_ACTIVITY_:
Find how many lines of the entries contain the word "Method", then report that figure alone.

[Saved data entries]
"""

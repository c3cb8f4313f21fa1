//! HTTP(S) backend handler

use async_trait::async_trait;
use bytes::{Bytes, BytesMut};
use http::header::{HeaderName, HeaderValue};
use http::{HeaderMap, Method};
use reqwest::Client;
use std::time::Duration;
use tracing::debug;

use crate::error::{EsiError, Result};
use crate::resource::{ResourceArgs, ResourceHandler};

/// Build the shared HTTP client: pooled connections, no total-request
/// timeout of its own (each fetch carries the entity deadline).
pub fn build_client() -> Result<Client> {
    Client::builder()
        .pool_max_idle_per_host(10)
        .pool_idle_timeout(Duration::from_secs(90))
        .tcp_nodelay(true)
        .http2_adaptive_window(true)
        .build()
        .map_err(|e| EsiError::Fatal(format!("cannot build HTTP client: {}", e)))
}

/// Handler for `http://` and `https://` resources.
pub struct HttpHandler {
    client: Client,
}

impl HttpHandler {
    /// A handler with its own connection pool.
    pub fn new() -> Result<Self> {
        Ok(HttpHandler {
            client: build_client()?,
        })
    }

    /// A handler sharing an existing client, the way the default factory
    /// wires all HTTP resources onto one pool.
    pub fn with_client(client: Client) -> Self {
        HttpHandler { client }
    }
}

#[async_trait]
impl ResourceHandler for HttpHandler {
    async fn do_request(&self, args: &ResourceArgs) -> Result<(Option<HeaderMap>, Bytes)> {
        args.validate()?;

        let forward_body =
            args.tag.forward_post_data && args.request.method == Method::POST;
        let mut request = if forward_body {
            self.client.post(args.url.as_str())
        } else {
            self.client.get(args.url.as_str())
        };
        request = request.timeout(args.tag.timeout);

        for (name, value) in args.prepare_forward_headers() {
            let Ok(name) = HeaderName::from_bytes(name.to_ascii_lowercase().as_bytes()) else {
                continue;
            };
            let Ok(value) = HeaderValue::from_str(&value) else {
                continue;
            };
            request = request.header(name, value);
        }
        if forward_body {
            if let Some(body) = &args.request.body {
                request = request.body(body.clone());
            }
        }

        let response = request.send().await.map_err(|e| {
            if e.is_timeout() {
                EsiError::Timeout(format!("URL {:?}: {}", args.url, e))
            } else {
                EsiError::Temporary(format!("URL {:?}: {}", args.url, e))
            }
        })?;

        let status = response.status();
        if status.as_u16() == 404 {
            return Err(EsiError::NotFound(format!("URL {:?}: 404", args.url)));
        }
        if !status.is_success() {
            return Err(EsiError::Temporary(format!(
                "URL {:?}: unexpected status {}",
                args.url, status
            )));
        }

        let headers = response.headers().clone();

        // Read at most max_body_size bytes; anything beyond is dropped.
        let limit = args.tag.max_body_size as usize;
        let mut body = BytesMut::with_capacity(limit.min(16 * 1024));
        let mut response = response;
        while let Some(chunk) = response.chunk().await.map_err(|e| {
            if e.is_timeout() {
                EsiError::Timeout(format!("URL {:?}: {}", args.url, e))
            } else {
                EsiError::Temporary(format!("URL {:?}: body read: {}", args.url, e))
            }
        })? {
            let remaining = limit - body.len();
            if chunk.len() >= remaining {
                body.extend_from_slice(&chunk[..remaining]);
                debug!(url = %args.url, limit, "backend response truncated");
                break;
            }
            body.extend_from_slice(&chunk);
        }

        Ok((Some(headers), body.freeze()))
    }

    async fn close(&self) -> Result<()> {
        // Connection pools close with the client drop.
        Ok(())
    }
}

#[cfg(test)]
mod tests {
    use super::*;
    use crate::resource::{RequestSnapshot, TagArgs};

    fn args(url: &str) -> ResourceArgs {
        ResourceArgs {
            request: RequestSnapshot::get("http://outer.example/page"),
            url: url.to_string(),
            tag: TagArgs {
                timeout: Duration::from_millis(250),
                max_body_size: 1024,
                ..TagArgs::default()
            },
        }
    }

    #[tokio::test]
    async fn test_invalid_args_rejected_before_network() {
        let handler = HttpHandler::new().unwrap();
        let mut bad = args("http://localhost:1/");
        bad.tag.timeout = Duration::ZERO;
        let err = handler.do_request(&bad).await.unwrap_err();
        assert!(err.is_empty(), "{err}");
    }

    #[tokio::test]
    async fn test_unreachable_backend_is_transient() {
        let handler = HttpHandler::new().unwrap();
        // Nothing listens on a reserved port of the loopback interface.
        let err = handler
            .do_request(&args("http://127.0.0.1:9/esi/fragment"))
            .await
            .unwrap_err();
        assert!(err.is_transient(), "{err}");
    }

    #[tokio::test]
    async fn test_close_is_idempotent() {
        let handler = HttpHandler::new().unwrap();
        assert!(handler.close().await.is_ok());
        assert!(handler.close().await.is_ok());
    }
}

"""

_RESPONSE_:
2